An important aspect when performing a cluster analysis in Mass-Up is that the user can decide whether to use intensities (i.e. a m/z value is represented by the value of its peak intensity) or not (i.e. a m/z value is represented by its peak presence or absence). The Euclidean distance is the most suitable when using intensities while the Hamming distance is the most appropriate when using presence/absence of peaks.

In each cluster analysis, two hierarchical clusterings are constructed: one for the samples and one for the m/z values. For the visualization of the results, Mass-Up incorporates an adapted version of JTreeView, a software for the visualization and analysis of gene expression data. We have adapted it to MS, so that in our specific case the rows represent peaks instead of genes, while columns still represent samples. This representation also includes a heat map, which is combined with two dendrograms that represent the aforementioned hierarchical clusterings. The individual values contained in the heat map matrix are displayed as colors and they can represent (i) the intensity level of the corresponding peak (red if the peak has an intensity value of 1; green if the peak has an intensity of 0; and intermediate colors for intensities between 0 and 1), or (ii) the presence or absence of the peak (red if the peak is present and green if the peak is not present). It is important to note that to achieve a correct representation using intensities, the m/z values must be scaled between 0 and 1 during the raw data preprocessing.
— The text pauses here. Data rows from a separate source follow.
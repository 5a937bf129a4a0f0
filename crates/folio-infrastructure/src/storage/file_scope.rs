//! File-backed storage scope.
//!
//! The whole scope lives in one JSON object (`key -> string`), so several
//! processes pointed at the same file share it the way browser tabs share
//! local storage.

use std::collections::BTreeMap;
use std::fs::{self, File, OpenOptions};
use std::io::Write as IoWrite;
use std::path::{Path, PathBuf};

use folio_core::error::{FolioError, Result};
use folio_core::storage::StorageScope;

type ScopeMap = BTreeMap<String, String>;

/// Storage scope persisted as a single JSON file.
///
/// Provides:
/// - **Atomicity**: every write goes to a tmp file, is fsynced, then renamed
/// - **Isolation**: writers hold an exclusive lock file for the read-modify-write
///
/// A missing, empty or unparsable file reads as an empty scope.
#[derive(Debug, Clone)]
pub struct FileStorageScope {
    path: PathBuf,
}

impl FileStorageScope {
    /// Creates a handle for the scope file at `path`. Nothing is touched on disk
    /// until the first write.
    pub fn new(path: impl Into<PathBuf>) -> Self {
        Self { path: path.into() }
    }

    pub fn path(&self) -> &Path {
        &self.path
    }

    fn load(&self) -> Result<ScopeMap> {
        if !self.path.exists() {
            return Ok(ScopeMap::new());
        }

        let content = fs::read_to_string(&self.path)?;
        if content.trim().is_empty() {
            return Ok(ScopeMap::new());
        }

        match serde_json::from_str(&content) {
            Ok(map) => Ok(map),
            Err(e) => {
                tracing::warn!(
                    "[FileStorageScope] {} is not a valid scope file, treating as empty: {}",
                    self.path.display(),
                    e
                );
                Ok(ScopeMap::new())
            }
        }
    }

    fn save(&self, map: &ScopeMap) -> Result<()> {
        if let Some(parent) = self.path.parent() {
            if !parent.as_os_str().is_empty() && !parent.exists() {
                fs::create_dir_all(parent)?;
            }
        }

        let json = serde_json::to_string_pretty(map)?;

        let tmp_path = self.temp_path()?;
        let mut tmp_file = File::create(&tmp_path)?;
        tmp_file.write_all(json.as_bytes())?;
        tmp_file.sync_all()?;
        drop(tmp_file);

        fs::rename(&tmp_path, &self.path)?;
        Ok(())
    }

    /// Runs `f` against the current contents under the exclusive lock and
    /// writes the result back.
    fn update<F>(&self, f: F) -> Result<()>
    where
        F: FnOnce(&mut ScopeMap),
    {
        let _lock = FileLock::acquire(&self.path)?;
        let mut map = self.load()?;
        f(&mut map);
        self.save(&map)
    }

    fn temp_path(&self) -> Result<PathBuf> {
        let file_name = self
            .path
            .file_name()
            .ok_or_else(|| FolioError::storage("Scope path has no file name"))?;
        let tmp_name = format!(".{}.tmp", file_name.to_string_lossy());
        Ok(self.path.with_file_name(tmp_name))
    }
}

impl StorageScope for FileStorageScope {
    fn get_item(&self, key: &str) -> Result<Option<String>> {
        Ok(self.load()?.remove(key))
    }

    fn set_item(&self, key: &str, value: &str) -> Result<()> {
        self.update(|map| {
            map.insert(key.to_string(), value.to_string());
        })
    }

    fn remove_item(&self, key: &str) -> Result<()> {
        self.update(|map| {
            map.remove(key);
        })
    }
}

/// Exclusive lock on `<scope>.lock`, released when dropped.
struct FileLock {
    #[allow(dead_code)]
    file: File,
}

impl FileLock {
    fn acquire(path: &Path) -> Result<Self> {
        let lock_path = path.with_extension("lock");

        if let Some(parent) = lock_path.parent() {
            if !parent.as_os_str().is_empty() && !parent.exists() {
                fs::create_dir_all(parent)?;
            }
        }

        let file = OpenOptions::new()
            .write(true)
            .create(true)
            .truncate(false)
            .open(&lock_path)?;

        #[cfg(unix)]
        {
            use fs2::FileExt;
            file.lock_exclusive()
                .map_err(|e| FolioError::storage(format!("Failed to acquire lock: {}", e)))?;
        }

        Ok(FileLock { file })
    }
}
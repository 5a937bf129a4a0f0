//! Application layer for Folio.
//!
//! Coordinates the domain and infrastructure layers: the feedback store that
//! front-ends drive, the single-flight review service, and bootstrap wiring.

pub mod bootstrap;
pub mod feedback_store;
pub mod notifier;
pub mod review_service;

pub use bootstrap::AppBootstrap;
pub use feedback_store::{FeedbackStore, FeedbackView};
pub use notifier::TracingNotifier;
pub use review_service::ReviewService;
//! Prompt template for feedback review.

use folio_core::error::{FolioError, Result};
use folio_core::review::ReviewRequest;
use minijinja::{Environment, context};

const REVIEW_TEMPLATE: &str = r#"You are reviewing feedback a visitor left on a personal portfolio website.

Feedback:
"""
{{ feedback_text }}
"""

Analyze the feedback and respond with a JSON object containing exactly these fields:
- "sentiment": one of {% for s in sentiments %}"{{ s }}"{% if not loop.last %}, {% endif %}{% endfor %}
- "summary": one sentence summarizing the feedback
- "suggestedAction": one sentence describing what the site owner should do next

IMPORTANT: Output ONLY valid JSON, no markdown formatting or code blocks."#;

pub(crate) fn render_review_prompt(request: &ReviewRequest) -> Result<String> {
    let mut env = Environment::new();
    env.add_template("review", REVIEW_TEMPLATE)
        .map_err(|e| FolioError::internal(format!("Invalid review template: {e}")))?;

    let template = env
        .get_template("review")
        .map_err(|e| FolioError::internal(format!("Missing review template: {e}")))?;

    template
        .render(context! {
            feedback_text => request.feedback_text.trim(),
            sentiments => ["Positive", "Neutral", "Negative"],
        })
        .map_err(|e| FolioError::internal(format!("Failed to render review prompt: {e}")))
}
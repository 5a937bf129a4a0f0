use std::collections::BTreeMap;

use serde::{Deserialize, Serialize};
use strum::{Display, EnumString};

/// Analysis results keyed by `FeedbackItem::id`. At most one per item.
pub type AnalysisMap = BTreeMap<String, AnalysisResult>;

/// Overall tone of a feedback item.
#[derive(Debug, Clone, Copy, PartialEq, Eq, Hash, Serialize, Deserialize, Display, EnumString)]
pub enum Sentiment {
    Positive,
    Neutral,
    Negative,
}

/// Sentiment, summary and suggested action produced by the review gateway.
///
/// Opaque to the store: it is stored and overwritten whole, never merged.
#[derive(Debug, Clone, PartialEq, Eq, Serialize, Deserialize)]
#[serde(rename_all = "camelCase")]
pub struct AnalysisResult {
    pub sentiment: Sentiment,
    /// One-sentence summary of the feedback.
    pub summary: String,
    /// One-sentence recommendation for the site owner.
    pub suggested_action: String,
}

impl AnalysisResult {
    pub fn new(
        sentiment: Sentiment,
        summary: impl Into<String>,
        suggested_action: impl Into<String>,
    ) -> Self {
        Self {
            sentiment,
            summary: summary.into(),
            suggested_action: suggested_action.into(),
        }
    }
}
//! Persistence contract for sessions, feedback lists and analysis results.

use crate::analysis::{AnalysisMap, AnalysisResult};
use crate::error::Result;
use crate::feedback::model::{FeedbackDraft, FeedbackItem};

/// The only path through which feedback state reaches storage.
///
/// Reads never fail: a missing or unparsable value is returned as its empty
/// default. Writes return the storage error to the caller untouched.
///
/// Every mutation is a read-modify-write of the whole top-level value under
/// its key; two writers sharing one storage scope race and the last one wins.
pub trait FeedbackRepository: Send + Sync {
    /// Returns the username of the current session, if any.
    fn get_current_user(&self) -> Option<String>;

    /// Overwrites the session with `username`. This is an identity claim;
    /// no credential is checked.
    fn login_user(&self, username: &str) -> Result<()>;

    fn logout_user(&self) -> Result<()>;

    /// Returns the user's feedback, newest first, or an empty list.
    fn get_feedback_for_user(&self, username: &str) -> Vec<FeedbackItem>;

    /// Creates an item from `draft`, prepends it to the user's list and persists.
    fn add_feedback_for_user(&self, username: &str, draft: FeedbackDraft) -> Result<FeedbackItem>;

    /// Removes the item with `id` and returns the updated list. An unknown id
    /// returns the list unchanged.
    fn delete_feedback_for_user(&self, username: &str, id: &str) -> Result<Vec<FeedbackItem>>;

    fn get_analysis_results(&self) -> AnalysisMap;

    fn get_analysis(&self, id: &str) -> Option<AnalysisResult> {
        self.get_analysis_results().remove(id)
    }

    /// Sets or overwrites the analysis for `id` and returns the full map.
    fn save_analysis_result(&self, id: &str, analysis: AnalysisResult) -> Result<AnalysisMap>;

    /// Removes the analysis for `id` if present and returns the full map.
    fn delete_analysis_result(&self, id: &str) -> Result<AnalysisMap>;
}
//! Error types for Folio.

use thiserror::Error;

/// A shared error type for every Folio crate.
///
/// Storage reads never surface here (they degrade to defaults); storage
/// writes, validation failures and remote review failures do.
#[derive(Error, Debug, Clone)]
pub enum FolioError {
    /// Entity not found error with type information
    #[error("Entity not found: {entity_type} '{id}'")]
    NotFound {
        entity_type: &'static str,
        id: String,
    },

    /// IO error (file system operations)
    #[error("IO error: {message}")]
    Io { message: String },

    /// Storage scope could not complete a write or remove
    #[error("Storage error: {0}")]
    Storage(String),

    /// Storage scope rejected a write because it would exceed its quota
    #[error("Storage quota exceeded writing '{key}' ({requested} bytes, limit {limit})")]
    QuotaExceeded {
        key: String,
        requested: usize,
        limit: usize,
    },

    /// Serialization/deserialization error
    #[error("Serialization error: {format} - {message}")]
    Serialization {
        format: String, // "TOML", "JSON", etc.
        message: String,
    },

    /// Configuration error
    #[error("Configuration error: {0}")]
    Config(String),

    /// Input rejected before any persistence call
    #[error("Validation error: {0}")]
    Validation(String),

    /// The AI review call did not return usable structured output
    #[error("Review failed: {0}")]
    Review(String),

    /// A review is already outstanding for the given feedback id
    #[error("A review is already in progress for '{0}'")]
    ReviewInProgress(String),

    /// Internal error (should not happen in normal operation)
    #[error("Internal error: {0}")]
    Internal(String),
}

impl FolioError {
    /// Creates a NotFound error
    pub fn not_found(entity_type: &'static str, id: impl Into<String>) -> Self {
        Self::NotFound {
            entity_type,
            id: id.into(),
        }
    }

    /// Creates an IO error
    pub fn io(message: impl Into<String>) -> Self {
        Self::Io {
            message: message.into(),
        }
    }

    pub fn storage(message: impl Into<String>) -> Self {
        Self::Storage(message.into())
    }

    /// Creates a Config error
    pub fn config(message: impl Into<String>) -> Self {
        Self::Config(message.into())
    }

    pub fn validation(message: impl Into<String>) -> Self {
        Self::Validation(message.into())
    }

    pub fn review(message: impl Into<String>) -> Self {
        Self::Review(message.into())
    }

    /// Creates an Internal error
    pub fn internal(message: impl Into<String>) -> Self {
        Self::Internal(message.into())
    }

    /// Check if this is a NotFound error
    pub fn is_not_found(&self) -> bool {
        matches!(self, Self::NotFound { .. })
    }

    /// Check if this is a validation error
    pub fn is_validation(&self) -> bool {
        matches!(self, Self::Validation(_))
    }

    /// Check if this error came from a failed storage write.
    pub fn is_storage_write(&self) -> bool {
        matches!(
            self,
            Self::Storage(_) | Self::QuotaExceeded { .. } | Self::Io { .. }
        )
    }

    /// Check if this is a remote review failure
    pub fn is_review(&self) -> bool {
        matches!(self, Self::Review(_))
    }
}

// ============================================================================
// From implementations for automatic conversion
// ============================================================================

impl From<std::io::Error> for FolioError {
    fn from(err: std::io::Error) -> Self {
        Self::Io {
            message: format!("{} (kind: {:?})", err, err.kind()),
        }
    }
}

impl From<serde_json::Error> for FolioError {
    fn from(err: serde_json::Error) -> Self {
        Self::Serialization {
            format: "JSON".to_string(),
            message: err.to_string(),
        }
    }
}

impl From<toml::de::Error> for FolioError {
    fn from(err: toml::de::Error) -> Self {
        Self::Serialization {
            format: "TOML".to_string(),
            message: err.to_string(),
        }
    }
}

impl From<toml::ser::Error> for FolioError {
    fn from(err: toml::ser::Error) -> Self {
        Self::Serialization {
            format: "TOML".to_string(),
            message: err.to_string(),
        }
    }
}

/// A type alias for `Result<T, FolioError>`.
pub type Result<T> = std::result::Result<T, FolioError>;
//! Configuration models.
//!
//! `FolioConfig` is read from `config.toml`; `SecretConfig` from `secret.json`.
//! Every field has a default so a partial or missing file is valid.

use std::path::PathBuf;

use serde::{Deserialize, Serialize};

pub const DEFAULT_REVIEW_MODEL: &str = "gemini-2.5-flash";
pub const DEFAULT_REVIEW_BASE_URL: &str = "https://generativelanguage.googleapis.com/v1beta/models";
pub const DEFAULT_REVIEW_TIMEOUT_SECS: u64 = 30;

#[derive(Debug, Clone, Default, PartialEq, Eq, Serialize, Deserialize)]
#[serde(default)]
pub struct FolioConfig {
    pub storage: StorageSettings,
    pub review: ReviewSettings,
    pub logging: LoggingSettings,
}

#[derive(Debug, Clone, Default, PartialEq, Eq, Serialize, Deserialize)]
#[serde(default)]
pub struct StorageSettings {
    /// Directory holding `storage.json`. Falls back to the platform data dir.
    #[serde(skip_serializing_if = "Option::is_none")]
    pub dir: Option<PathBuf>,
}

#[derive(Debug, Clone, PartialEq, Eq, Serialize, Deserialize)]
#[serde(default)]
pub struct ReviewSettings {
    pub model: String,
    pub base_url: String,
    pub timeout_secs: u64,
}

impl Default for ReviewSettings {
    fn default() -> Self {
        Self {
            model: DEFAULT_REVIEW_MODEL.to_string(),
            base_url: DEFAULT_REVIEW_BASE_URL.to_string(),
            timeout_secs: DEFAULT_REVIEW_TIMEOUT_SECS,
        }
    }
}

#[derive(Debug, Clone, PartialEq, Eq, Serialize, Deserialize)]
#[serde(default)]
pub struct LoggingSettings {
    /// tracing filter level for folio crates ("error" .. "trace").
    pub level: String,
    /// Also write a daily rolling log file into the logs directory.
    pub file: bool,
}

impl Default for LoggingSettings {
    fn default() -> Self {
        Self {
            level: "warn".to_string(),
            file: false,
        }
    }
}

/// Contents of `secret.json`.
#[derive(Debug, Clone, Default, Serialize, Deserialize)]
pub struct SecretConfig {
    #[serde(default, skip_serializing_if = "Option::is_none")]
    pub gemini: Option<GeminiConfig>,
}

#[derive(Debug, Clone, Serialize, Deserialize)]
pub struct GeminiConfig {
    pub api_key: String,
    /// Overrides `[review] model` when set.
    #[serde(default, skip_serializing_if = "Option::is_none")]
    pub model_name: Option<String>,
}
#[cfg(test)]
mod tests {
    use super::*;
    use folio_core::analysis::Sentiment;
    use folio_core::error::{FolioError, Result};
    use folio_core::notifier::RecordingNotifier;
    use folio_core::storage::{ANALYSIS_RESULTS_KEY, StorageScope, USER_FEEDBACK_KEY};
    use folio_infrastructure::{LocalFeedbackRepository, MemoryStorageScope};
    use std::sync::Mutex;
    use std::sync::atomic::{AtomicBool, Ordering};

    /// Memory scope whose writes can be switched off, for every key or one.
    #[derive(Default)]
    struct FlakyScope {
        inner: MemoryStorageScope,
        fail_writes: AtomicBool,
        fail_key: Mutex<Option<&'static str>>,
    }

    impl FlakyScope {
        fn fail_only(&self, key: &'static str) {
            *self.fail_key.lock().unwrap() = Some(key);
        }

        fn check(&self, key: &str) -> Result<()> {
            if self.fail_writes.load(Ordering::SeqCst)
                || *self.fail_key.lock().unwrap() == Some(key)
            {
                return Err(FolioError::storage("disk full"));
            }
            Ok(())
        }
    }

    impl StorageScope for FlakyScope {
        fn get_item(&self, key: &str) -> Result<Option<String>> {
            self.inner.get_item(key)
        }

        fn set_item(&self, key: &str, value: &str) -> Result<()> {
            self.check(key)?;
            self.inner.set_item(key, value)
        }

        fn remove_item(&self, key: &str) -> Result<()> {
            self.check(key)?;
            self.inner.remove_item(key)
        }
    }

    fn store() -> (Arc<FlakyScope>, Arc<RecordingNotifier>, FeedbackStore) {
        let scope = Arc::new(FlakyScope::default());
        let notifier = Arc::new(RecordingNotifier::new());
        let repository = Arc::new(LocalFeedbackRepository::new(scope.clone()));
        let mut store = FeedbackStore::new(repository, notifier.clone());
        store.mount();
        (scope, notifier, store)
    }

    fn analysis(sentiment: Sentiment) -> AnalysisResult {
        AnalysisResult::new(sentiment, "summary", "action")
    }

    #[test]
    fn test_view_is_hidden_until_mounted() {
        let repository = Arc::new(LocalFeedbackRepository::new(Arc::new(
            MemoryStorageScope::new(),
        )));
        let mut store = FeedbackStore::new(repository, Arc::new(RecordingNotifier::new()));
        assert!(store.view().is_none());

        store.mount();
        store.mount();
        assert!(store.is_mounted());
        assert!(store.view().is_some());
    }

    #[test]
    fn test_mount_hydrates_existing_session() {
        let scope = Arc::new(MemoryStorageScope::new());
        let repository = Arc::new(LocalFeedbackRepository::new(scope.clone()));
        repository.login_user("alice").unwrap();
        let item = repository
            .add_feedback_for_user("alice", FeedbackDraft::new("", "hello there"))
            .unwrap();
        repository
            .save_analysis_result(&item.id, analysis(Sentiment::Positive))
            .unwrap();

        let mut store = FeedbackStore::new(repository, Arc::new(RecordingNotifier::new()));
        store.mount();

        let view = store.view().unwrap();
        assert_eq!(view.current_user(), Some("alice"));
        assert_eq!(view.user_feedback(), &[item.clone()]);
        assert_eq!(
            view.analysis_for(&item.id).map(|a| a.sentiment),
            Some(Sentiment::Positive)
        );
    }

    #[test]
    fn test_login_notifications_follow_kind() {
        let (_, notifier, mut store) = store();
        store.login("alice", LoginKind::Signup);
        store.login("alice", LoginKind::Login);
        assert_eq!(
            notifier.successes(),
            vec!["Signed up as alice", "Logged in as alice"]
        );
    }

    #[test]
    fn test_add_requires_session() {
        let (_, notifier, mut store) = store();
        assert!(!store.add_feedback("Bug", "broken"));
        assert!(store.view().unwrap().user_feedback().is_empty());
        assert_eq!(notifier.errors(), vec!["Please log in to submit feedback"]);
    }

    #[test]
    fn test_add_empty_content_does_not_mutate() {
        let (_, notifier, mut store) = store();
        store.login("alice", LoginKind::Login);
        assert!(store.add_feedback("Title", "Something"));

        assert!(!store.add_feedback("Title", "   "));
        assert_eq!(store.view().unwrap().user_feedback().len(), 1);
        assert_eq!(notifier.last().unwrap().message, "Feedback content cannot be empty");
    }

    #[test]
    fn test_add_write_failure_leaves_state() {
        let (scope, notifier, mut store) = store();
        store.login("alice", LoginKind::Login);
        scope.fail_writes.store(true, Ordering::SeqCst);

        assert!(!store.add_feedback("Bug", "broken"));
        assert!(store.view().unwrap().user_feedback().is_empty());
        assert!(notifier.errors()[0].starts_with("Failed to save feedback"));
    }

    #[test]
    fn test_login_failure_keeps_previous_session() {
        let (scope, notifier, mut store) = store();
        store.login("alice", LoginKind::Login);
        scope.fail_writes.store(true, Ordering::SeqCst);

        store.login("bob", LoginKind::Login);
        assert_eq!(store.view().unwrap().current_user(), Some("alice"));
        assert!(notifier.errors()[0].starts_with("Could not start a session"));

        store.logout();
        assert_eq!(store.view().unwrap().current_user(), Some("alice"));
        assert_eq!(notifier.errors().len(), 2);
    }

    #[test]
    fn test_delete_failure_leaves_state() {
        let (scope, notifier, mut store) = store();
        store.login("alice", LoginKind::Login);
        store.add_feedback("Bug", "broken");
        let id = store.view().unwrap().user_feedback()[0].id.clone();
        store.save_analysis(&id, analysis(Sentiment::Negative));

        scope.fail_writes.store(true, Ordering::SeqCst);
        store.delete_feedback(&id);

        let view = store.view().unwrap();
        assert_eq!(view.user_feedback().len(), 1);
        assert!(view.analysis_for(&id).is_some());
        assert!(notifier.last().unwrap().message.starts_with("Failed to delete feedback"));
    }

    fn stored_items(scope: &Arc<FlakyScope>, user: &str) -> usize {
        LocalFeedbackRepository::new(scope.clone())
            .get_feedback_for_user(user)
            .len()
    }

    #[test]
    fn test_delete_with_failing_analysis_write_keeps_item() {
        let (scope, notifier, mut store) = store();
        store.login("alice", LoginKind::Login);
        store.add_feedback("Bug", "broken");
        let id = store.view().unwrap().user_feedback()[0].id.clone();
        store.save_analysis(&id, analysis(Sentiment::Negative));

        scope.fail_only(ANALYSIS_RESULTS_KEY);
        store.delete_feedback(&id);

        let view = store.view().unwrap();
        assert_eq!(view.user_feedback().len(), 1);
        assert!(view.analysis_for(&id).is_some());
        assert_eq!(stored_items(&scope, "alice"), 1);
        assert!(notifier.last().unwrap().message.starts_with("Failed to delete feedback analysis"));
    }

    #[test]
    fn test_delete_with_failing_item_write_matches_storage() {
        let (scope, notifier, mut store) = store();
        store.login("alice", LoginKind::Login);
        store.add_feedback("Bug", "broken");
        let id = store.view().unwrap().user_feedback()[0].id.clone();
        store.save_analysis(&id, analysis(Sentiment::Negative));

        scope.fail_only(USER_FEEDBACK_KEY);
        store.delete_feedback(&id);

        // The analysis is gone in both places, the item remains in both.
        let view = store.view().unwrap();
        assert_eq!(view.user_feedback().len(), 1);
        assert!(view.analysis_for(&id).is_none());
        assert_eq!(stored_items(&scope, "alice"), 1);
        let repository = LocalFeedbackRepository::new(scope.clone());
        assert!(repository.get_analysis(&id).is_none());
        assert!(notifier.last().unwrap().message.starts_with("Failed to delete feedback:"));
    }

    #[test]
    fn test_blank_username_is_refused() {
        let (_, notifier, mut store) = store();
        store.login("   ", LoginKind::Signup);
        assert_eq!(store.view().unwrap().current_user(), None);
        assert_eq!(notifier.errors(), vec!["Username cannot be empty"]);

        store.login("  alice ", LoginKind::Login);
        assert_eq!(store.view().unwrap().current_user(), Some("alice"));
        assert_eq!(notifier.successes(), vec!["Logged in as alice"]);
    }

    #[test]
    fn test_delete_without_session_or_id_is_silent_noop() {
        let (_, notifier, mut store) = store();
        store.delete_feedback("123");
        store.login("alice", LoginKind::Login);
        notifier.clear();
        store.delete_feedback("");
        assert!(notifier.notifications().is_empty());
    }

    #[test]
    fn test_delete_unknown_id_reports_not_found() {
        let (_, notifier, mut store) = store();
        store.login("alice", LoginKind::Login);
        store.add_feedback("Bug", "broken");
        let before = store.view().unwrap().user_feedback().to_vec();

        store.delete_feedback("does-not-exist");
        assert_eq!(store.view().unwrap().user_feedback(), before.as_slice());
        assert_eq!(notifier.last().unwrap().message, "Feedback does-not-exist not found");
    }

    #[test]
    fn test_save_analysis_failure_reports_only() {
        let (scope, notifier, mut store) = store();
        scope.fail_writes.store(true, Ordering::SeqCst);

        assert!(!store.save_analysis("1", analysis(Sentiment::Neutral)));
        assert!(store.view().unwrap().analysis_results().is_empty());
        assert!(notifier.last().unwrap().message.starts_with("Failed to save analysis"));
    }

    #[test]
    fn test_mutation_before_mount_hydrates_first() {
        let scope = Arc::new(MemoryStorageScope::new());
        let repository = Arc::new(LocalFeedbackRepository::new(scope));
        repository.login_user("alice").unwrap();
        repository
            .add_feedback_for_user("alice", FeedbackDraft::new("", "older note"))
            .unwrap();

        let mut store = FeedbackStore::new(repository, Arc::new(RecordingNotifier::new()));
        assert!(store.add_feedback("", "newer note"));

        let view = store.view().unwrap();
        assert_eq!(view.user_feedback().len(), 2);
        assert_eq!(view.user_feedback()[0].content, "newer note");
    }
}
Figure 4b shows the results of applying hierarchical clustering to the Cancer dataset used as proof-of-concept. As the dendrogram illustrates, the three conditions are well separated since the samples of each condition can be grouped together.

Finally, it is worth noting that the cluster analysis can be used with a list of previously selected peaks. This way, the cluster analysis will be focused on analyzing only these peaks. This list can be obtained by exporting the biomarkers identified in the inter-label analysis. In such a situation, this feature is useful to qualitatively verify if a list of potential biomarkers is enough to separate or differentiate between the conditions of study.

Bicluster analysis

Although biclustering techniques have been successfully used with gene expression data for over a decade, it is only very recently that those techniques have been applied to MS data [50]. Biclustering is a data mining technique that allows simultaneous clustering of the rows and columns of a matrix. It has been successfully applied to analyze microarray data due to their ability to discover co-expressed genes under certain samples [51]. In contrast to traditional clustering techniques, where each gene in a given cluster is defined under all the samples, biclustering algorithms propose groups of genes that show similar activity patterns under a subset of the experimental samples.

In previous studies, we have proposed a novel workflow for the application of biclustering to MALDI data. In addition, the adequacy of applying biclustering to analyze such data by comparing biclustering and hierarchical clustering over two real datasets has also been evaluated [44]. Biclustering has shown the ability to discover groups of samples that are similar but only in a subset of m/z values, which represent a new kind of hidden hypothesis that are difficult to be discovered by classic clustering algorithms, such as hierarchical clustering, which are based on a global comparison of samples including all m/z values.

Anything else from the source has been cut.